Exercise directions.
An exact transcription of the lines below, from the first through the one containing "This is the", is the only output wanted.

**** Dataset

use std::collections::HashMap;

use crate::foundation::core::{Canvas, Fps, FrameRange, PixelRect, Transform2D};
use crate::foundation::error::{EvaError, EvaResult};

/// Frame rate used when the descriptor does not carry one.
pub const DEFAULT_FPS: Fps = Fps { num: 30, den: 1 };

#[derive(Clone, Debug, PartialEq, serde::Serialize, serde::Deserialize)]
/// Plain descriptor data as handed over by the external descriptor parser.
///
/// This is the serde-facing shape. It becomes a [`SceneDescriptor`] only through
/// [`SceneDescriptor::new`], which validates it as a whole.
pub struct DescriptorData {
    /// Output canvas dimensions.
    pub canvas: Canvas,
    /// Dimensions of the decoded video frames backing the animation.
    pub native_video: Canvas,
    /// Animation frame rate, if the producer recorded one.
    #[serde(default, skip_serializing_if = "Option::is_none")]
    pub fps: Option<Fps>,
    /// Static description of every source referenced by effects.
    #[serde(default)]
    pub sources: Vec<SourceSpec>,
    /// Effects in z-order (later entries are drawn on top).
    #[serde(default)]
    pub effects: Vec<Effect>,
    /// Per-instance value substitutions.
    #[serde(default)]
    pub data_bindings: Vec<DataBinding>,
    /// Alpha/RGB split of the backing video; `Some` enables mix mode.
    #[serde(default, skip_serializing_if = "Option::is_none")]
    pub mix: Option<MixRegions>,
}

#[derive(Clone, Copy, Debug, PartialEq, Eq, serde::Serialize, serde::Deserialize)]
/// Where the alpha mask and the color data live inside one packed video frame.
pub struct MixRegions {
    /// Alpha mask region, in native video pixels.
    pub alpha: PixelRect,
    /// Color region, in native video pixels.
    pub rgb: PixelRect,
}

impl MixRegions {
    /// Check the regions against the native video size.
    ///
    /// Both regions must be non-empty, lie inside the frame, not overlap, and have the same size
    /// so that every color texel has exactly one alpha texel.
    pub fn validate(&self, native_video: Canvas) -> EvaResult<()> {
        if !self.alpha.fits_within(native_video) {
            return Err(EvaError::mix_regions(format!(
                "alpha region {:?} is outside the {}x{} video frame",
                self.alpha, native_video.width, native_video.height
            )));
        }
        if !self.rgb.fits_within(native_video) {
            return Err(EvaError::mix_regions(format!(
                "rgb region {:?} is outside the {}x{} video frame",
                self.rgb, native_video.width, native_video.height
            )));
        }
        if !self.alpha.same_size(self.rgb) {
            return Err(EvaError::mix_regions(format!(
                "alpha region is {}x{} but rgb region is {}x{}",
                self.alpha.w, self.alpha.h, self.rgb.w, self.rgb.h
            )));
        }
        if self.alpha.overlaps(self.rgb) {
            return Err(EvaError::mix_regions("alpha and rgb regions overlap"));
        }
        Ok(())
    }
}

#[derive(Clone, Copy, Debug, Default, PartialEq, Eq, serde::Serialize, serde::Deserialize)]
/// How source pixels map into a destination rectangle of a different aspect ratio.
pub enum FitMode {
    /// Scale both axes independently to fill the rectangle.
    #[default]
    StretchToFill,
    /// Uniform scale covering the rectangle; the source is cropped around its center.
    CenterCoverCropped,
    /// Uniform scale fitting inside the rectangle; the destination shrinks around its center.
    CenterFitContained,
}

#[derive(Clone, Copy, Debug, Default, PartialEq, Eq, serde::Serialize, serde::Deserialize)]
/// Where an image source was loaded from. Informational for the external loader.
pub enum LoadOrigin {
    /// Not recorded.
    #[default]
    Unknown,
    /// Fetched over the network.
    Network,
    /// Read from local storage.
    Local,
}

#[derive(Clone, Copy, Debug, Default, PartialEq, Eq, serde::Serialize, serde::Deserialize)]
/// Text weight.
pub enum TextStyle {
    /// Regular weight.
    #[default]
    Regular,
    /// Bold weight.
    Bold,
}

#[derive(Clone, Debug, PartialEq, serde::Serialize, serde::Deserialize)]
/// Static properties of a text source.
pub struct TextSpec {
    /// Literal text.
    pub text: String,
    /// Font size in pixels.
    pub font_size: u32,
    /// Color as `#RRGGBB` or `#AARRGGBB`.
    #[serde(default = "default_font_color")]
    pub font_color: String,
    /// Weight.
    #[serde(default)]
    pub style: TextStyle,
}

fn default_font_color() -> String {
    "#FFFFFF".to_string()
}

#[derive(Clone, Debug, PartialEq, serde::Serialize, serde::Deserialize)]
/// Source kind as declared by the descriptor.
pub enum SourceKindSpec {
    /// Bitmap supplied by the asset loader.
    Image,
    /// Dynamic text rasterized on upload.
    Text(TextSpec),
}

#[derive(Clone, Debug, PartialEq, serde::Serialize, serde::Deserialize)]
/// Descriptor entry for one renderable source.
pub struct SourceSpec {
    /// Source identifier, unique within the descriptor.
    pub id: String,
    /// Image or text.
    pub kind: SourceKindSpec,
    /// Intrinsic width in pixels.
    pub width: u32,
    /// Intrinsic height in pixels.
    pub height: u32,
    /// Aspect handling inside the effect rectangle.
    #[serde(default)]
    pub fit: FitMode,
    /// Load origin hint.
    #[serde(default)]
    pub load_origin: LoadOrigin,
}

#[derive(Clone, Debug, PartialEq, serde::Serialize, serde::Deserialize)]
/// A timed, positioned reference to a source.
pub struct Effect {
    /// Effect identifier, for diagnostics.
    pub id: String,
    /// Referenced source id.
    pub source_id: String,
    /// Active frames `[start, end)`.
    pub range: FrameRange,
    /// Destination rectangle in canvas pixels.
    pub rect: PixelRect,
    /// Extra placement applied around the rectangle.
    #[serde(default, skip_serializing_if = "Transform2D::is_identity")]
    pub transform: Transform2D,
    /// Optional data binding supplying a substitution value.
    #[serde(default, skip_serializing_if = "Option::is_none")]
    pub data_binding_id: Option<String>,
}

#[derive(Clone, Debug, PartialEq, serde::Serialize, serde::Deserialize)]
/// Substitution value carried by a data binding.
pub enum BindingValue {
    /// Replaces the text of a text source.
    Text(String),
    /// Replacement image location, consumed by the external loader.
    ImageUrl(String),
}

#[derive(Clone, Debug, PartialEq, serde::Serialize, serde::Deserialize)]
/// Per-instance value keyed by binding id.
pub struct DataBinding {
    /// Binding identifier referenced from effects.
    pub id: String,
    /// Bound value.
    pub value: BindingValue,
}

/// Immutable, validated model of one animation.
///
/// Constructed once per session and shared read-only (typically behind an `Arc`). All accessors
/// borrow; producing a different scene means building a new descriptor.
#[derive(Clone, Debug)]
pub struct SceneDescriptor {
    canvas: Canvas,
    native_video: Canvas,
    fps: Fps,
    sources: Vec<SourceSpec>,
    effects: Vec<Effect>,
    data_bindings: Vec<DataBinding>,
    mix: Option<MixRegions>,
    is_default_config: bool,

    source_idx_by_id: HashMap<String, usize>,
    binding_idx_by_id: HashMap<String, usize>,
}

impl SceneDescriptor {
    /// Validate `data` and build the descriptor, using [`DEFAULT_FPS`] when no fps is present.
    pub fn new(data: DescriptorData) -> EvaResult<Self> {
        Self::with_default_fps(data, DEFAULT_FPS)
    }

    /// Validate `data` and build the descriptor, using `default_fps` when no fps is present.
    pub fn with_default_fps(data: DescriptorData, default_fps: Fps) -> EvaResult<Self> {
        Self::build(data, default_fps, false)
    }

    pub(crate) fn build(
        data: DescriptorData,
        default_fps: Fps,
        is_default_config: bool,
    ) -> EvaResult<Self> {
        let DescriptorData {
            canvas,
            native_video,
            fps,
            sources,
            effects,
            data_bindings,
            mix,
        } = data;

        if !canvas.is_valid() {
            return Err(EvaError::validation("canvas width/height must be > 0"));
        }
        if !native_video.is_valid() {
            return Err(EvaError::validation("native video width/height must be > 0"));
        }
        let fps = fps.unwrap_or(default_fps);
        Fps::new(fps.num, fps.den)?;

        let mut source_idx_by_id = HashMap::with_capacity(sources.len());
        for (idx, s) in sources.iter().enumerate() {
            if s.id.is_empty() {
                return Err(EvaError::validation("source id must be non-empty"));
            }
            if source_idx_by_id.insert(s.id.clone(), idx).is_some() {
                return Err(EvaError::validation(format!(
                    "duplicate source id '{}'",
                    s.id
                )));
            }
        }

        let mut binding_idx_by_id = HashMap::with_capacity(data_bindings.len());
        for (idx, b) in data_bindings.iter().enumerate() {
            if binding_idx_by_id.insert(b.id.clone(), idx).is_some() {
                return Err(EvaError::validation(format!(
                    "duplicate data binding id '{}'",
                    b.id
                )));
            }
        }

        for e in &effects {
            if e.range.start.0 >= e.range.end.0 {
                return Err(EvaError::validation(format!(
                    "effect '{}' must have start < end (got [{}, {}))",
                    e.id, e.range.start.0, e.range.end.0
                )));
            }
        }

        if let Some(mix) = &mix {
            mix.validate(native_video)?;
        }

        Ok(Self {
            canvas,
            native_video,
            fps,
            sources,
            effects,
            data_bindings,
            mix,
            is_default_config,
            source_idx_by_id,
            binding_idx_by_id,
        })
    }

    /// Output canvas dimensions.
    pub fn canvas(&self) -> Canvas {
        self.canvas
    }

    /// Native dimensions of the backing video.
    pub fn native_video(&self) -> Canvas {
        self.native_video
    }

    /// Animation frame rate.
    pub fn fps(&self) -> Fps {
        self.fps
    }

    /// Effects in z-order.
    pub fn effects(&self) -> &[Effect] {
        &self.effects
    }

    /// Data bindings in descriptor order.
    pub fn data_bindings(&self) -> &[DataBinding] {
        &self.data_bindings
    }

    /// Source specs in descriptor order.
    pub fn sources(&self) -> &[SourceSpec] {
        &self.sources
    }

    /// Lookup a source spec by id.
    pub fn source_spec(&self, id: &str) -> Option<&SourceSpec> {
        self.source_idx_by_id.get(id).map(|&i| &self.sources[i])
    }

    pub(crate) fn binding_by_id(&self, id: &str) -> Option<&DataBinding> {
        self.binding_idx_by_id
            .get(id)
            .map(|&i| &self.data_bindings[i])
    }

    /// Mix regions, when the backing video packs alpha next to color.
    pub fn mix(&self) -> Option<&MixRegions> {
        self.mix.as_ref()
    }

    /// `true` when the backing video carries a separate alpha region.
    pub fn is_mix_mode(&self) -> bool {
        self.mix.is_some()
    }

    /// `true` when synthesized by [`SceneDescriptor::default_config`].
    pub fn is_default_config(&self) -> bool {
        self.is_default_config
    }

    /// One past the last frame any effect is active on.
    pub fn duration_frames(&self) -> u64 {
        self.effects
            .iter()
            .map(|e| e.range.end.0)
            .max()
            .unwrap_or(0)
    }

    /// Copy the descriptor back into its serde-facing shape.
    pub fn to_data(&self) -> DescriptorData {
        DescriptorData {
            canvas: self.canvas,
            native_video: self.native_video,
            fps: Some(self.fps),
            sources: self.sources.clone(),
            effects: self.effects.clone(),
            data_bindings: self.data_bindings.clone(),
            mix: self.mix,
        }
    }
}

#[cfg(test)]
#[path = "../../tests/unit/scene/model.rs"]
mod tests;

********

Response box.
use std::collections::HashMap;

use crate::foundation::core::{Canvas, Fps, FrameRange, PixelRect, Transform2D};
use crate::foundation::error::{EvaError, EvaResult};

/// Frame rate used when the descriptor does not carry one.
pub const DEFAULT_FPS: Fps = Fps { num: 30, den: 1 };

#[derive(Clone, Debug, PartialEq, serde::Serialize, serde::Deserialize)]
/// Plain descriptor data as handed over by the external descriptor parser.
///
/// This is the serde-facing shape. It becomes a [`SceneDescriptor`] only through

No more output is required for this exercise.